Performance regression with JAX 0.4.32 on CPU

clemisch commented 2 months ago

There is a performance regression in BP on CPU from JAX 0.4.31 to 0.4.32. The reason seems to be the new CPU backend with increased concurrency (https://github.com/google/jax/issues/23590).

Default behavior in JAX 0.4.32:

$ python3 timing.py --bp --fp --size=128
gpu      : None
prealloc : False
pmap     : False
fp       : True
bp       : True
size     : 128
dtype    : 'float32'
==== FP ====
(128, 128, 128) -> (128, 128, 128) :  1154 ms ,  0.55 µs per pixel , 0.002 GRays/s
==== BP ====
(128, 128, 128) -> (128, 128, 128) :   679 ms ,  0.32 µs per voxel , 0.003 GRays/s
                                       ^^^

vs. manually deactivated CPU concurrency:

$ XLA_FLAGS=--xla_cpu_use_thunk_runtime=false python3 timing.py --bp --fp --size=128
gpu      : None
prealloc : False
pmap     : False
fp       : True
bp       : True
size     : 128
dtype    : 'float32'
==== FP ====
(128, 128, 128) -> (128, 128, 128) :  1231 ms ,  0.59 µs per pixel , 0.002 GRays/s
==== BP ====
(128, 128, 128) -> (128, 128, 128) :   445 ms ,  0.21 µs per voxel , 0.005 GRays/s
                                       ^^^

BP takes 679ms vs 445ms.

ezhulenev commented 2 months ago

Can you dump HLO somewhere. One known problem is that small while loops got a lot more expensive, because we basically replaced compiler with interpreter, see a workaround I submitted for CPU backend: https://github.com/google/jax/commit/15d4389247c3b680de29000ad5c1e79670d1a7e0

Linux perf also should show where the CPU cycles are spent.

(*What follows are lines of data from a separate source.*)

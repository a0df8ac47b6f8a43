//! Virtual file reading
//!
//! Resolves a bundle-relative path to compiled bytes from the middleware's
//! virtual output store. With one compiler instance this is a single raw
//! read. With several, the same relative path is read from every instance's
//! indexed root in parallel and the buffers are joined with a newline in
//! index order, presenting the independently-bundled outputs as one merged
//! artifact. The waiting-for-a-build half of the read path lives in the
//! coordinator; this type only performs reads that are safe to run now.

use crate::collab::DevMiddleware;
use crate::config::CoordinatorConfig;
use bytes::{Bytes, BytesMut};
use futures_util::future::try_join_all;
use log::debug;
use std::sync::Arc;
use thiserror::Error;

/// Errors that can occur while reading compiled output
#[derive(Error, Debug)]
pub enum ReadError {
    /// Underlying store error, surfaced verbatim (including not-found)
    #[error("output store error: {0}")]
    Io(#[from] std::io::Error),

    /// The engine went away before the read completed
    #[error("read interrupted before completion")]
    Interrupted,
}

/// Result type for read operations
pub type ReadResult<T> = Result<T, ReadError>;

/// Immediate read path over the compiler set's output store
#[derive(Clone)]
pub struct OutputReader {
    config: CoordinatorConfig,
    middleware: Arc<dyn DevMiddleware>,
}

impl OutputReader {
    pub fn new(config: CoordinatorConfig, middleware: Arc<dyn DevMiddleware>) -> Self {
        Self { config, middleware }
    }

    /// Read the compiled output for a bundle-relative path right now,
    /// without consulting the build state.
    pub async fn read_now(&self, relative: &str) -> ReadResult<Bytes> {
        let relative = relative.replace('\\', "/");
        if self.config.multi() {
            self.read_aggregate(&relative).await
        } else {
            debug!("reading {relative} from single-instance store");
            let path = self.config.virtual_path(0, &relative);
            Ok(self.middleware.read_file(&path).await?)
        }
    }

    /// Parallel fail-fast read across all instance roots, joined with a
    /// newline between consecutive buffers in index order. Any member
    /// failing fails the whole read with that error; no partial bytes.
    async fn read_aggregate(&self, relative: &str) -> ReadResult<Bytes> {
        debug!(
            "reading {relative} across {} instance stores",
            self.config.instances
        );
        let reads = (0..self.config.instances).map(|index| {
            let path = self.config.virtual_path(index, relative);
            let middleware = Arc::clone(&self.middleware);
            async move { middleware.read_file(&path).await }
        });
        let buffers = try_join_all(reads).await?;

        let total: usize = buffers.iter().map(Bytes::len).sum();
        let mut joined = BytesMut::with_capacity(total + buffers.len().saturating_sub(1));
        for (index, buffer) in buffers.iter().enumerate() {
            if index > 0 {
                joined.extend_from_slice(b"\n");
            }
            joined.extend_from_slice(buffer);
        }
        Ok(joined.freeze())
    }
}

#[cfg(test)]
mod tests {
    use super::*;
    use crate::collab::fakes::RecordingMiddleware;

    fn reader(instances: usize, middleware: Arc<RecordingMiddleware>) -> OutputReader {
        let config = CoordinatorConfig {
            instances,
            ..Default::default()
        };
        OutputReader::new(config, middleware)
    }

    #[tokio::test]
    async fn test_single_instance_read_returns_raw_bytes() {
        let middleware = Arc::new(RecordingMiddleware::default());
        middleware.store.write("/_packwatch_/spec/a.js", &b"compiled"[..]);

        let bytes = reader(1, middleware).read_now("spec/a.js").await.unwrap();
        assert_eq!(bytes, Bytes::from("compiled"));
    }

    #[tokio::test]
    async fn test_single_instance_missing_artifact_surfaces_not_found() {
        let middleware = Arc::new(RecordingMiddleware::default());
        let err = reader(1, middleware).read_now("missing.js").await.unwrap_err();
        match err {
            ReadError::Io(io) => assert_eq!(io.kind(), std::io::ErrorKind::NotFound),
            other => panic!("unexpected error: {other:?}"),
        }
    }

    #[tokio::test]
    async fn test_backslashes_are_normalized_before_lookup() {
        let middleware = Arc::new(RecordingMiddleware::default());
        middleware.store.write("/_packwatch_/spec/a.js", &b"x"[..]);

        let bytes = reader(1, middleware).read_now("spec\\a.js").await.unwrap();
        assert_eq!(bytes, Bytes::from("x"));
    }

    #[tokio::test]
    async fn test_aggregate_read_joins_with_newline_in_index_order() {
        let middleware = Arc::new(RecordingMiddleware::default());
        middleware.store.write("/_packwatch_/0/spec/a.js", &b"a"[..]);
        middleware.store.write("/_packwatch_/1/spec/a.js", &b"b"[..]);

        let bytes = reader(2, middleware).read_now("spec/a.js").await.unwrap();
        assert_eq!(bytes, Bytes::from("a\nb"));
    }

    #[tokio::test]
    async fn test_aggregate_read_fails_fast_with_no_partial_bytes() {
        let middleware = Arc::new(RecordingMiddleware::default());
        // Instance 1 has the artifact, instance 0 does not.
        middleware.store.write("/_packwatch_/1/spec/a.js", &b"b"[..]);

        let err = reader(2, middleware).read_now("spec/a.js").await.unwrap_err();
        match err {
            ReadError::Io(io) => assert_eq!(io.kind(), std::io::ErrorKind::NotFound),
            other => panic!("unexpected error: {other:?}"),
        }
    }
}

I'll try to reproduce it on my side, but with HLO dump I can do a lot easier.

penpornk commented 2 months ago

You can dump HLO by setting XLA_FLAGS=--xla_dump_to=/tmp/hlo (If you are using more than one flags, just add a space between each, e.g., XLA_FLAGS="--xla_dump_to=/tmp/hlo --xla_cpu_use_thunk_runtime=false"). Please zip all files in the dumped folder and upload them here?

while loop is one of the suspects. Another is oneDNN custom calls. They are not available in the new runtime yet so if your code has a lot of matmuls/convolutions, you may see some slowdowns.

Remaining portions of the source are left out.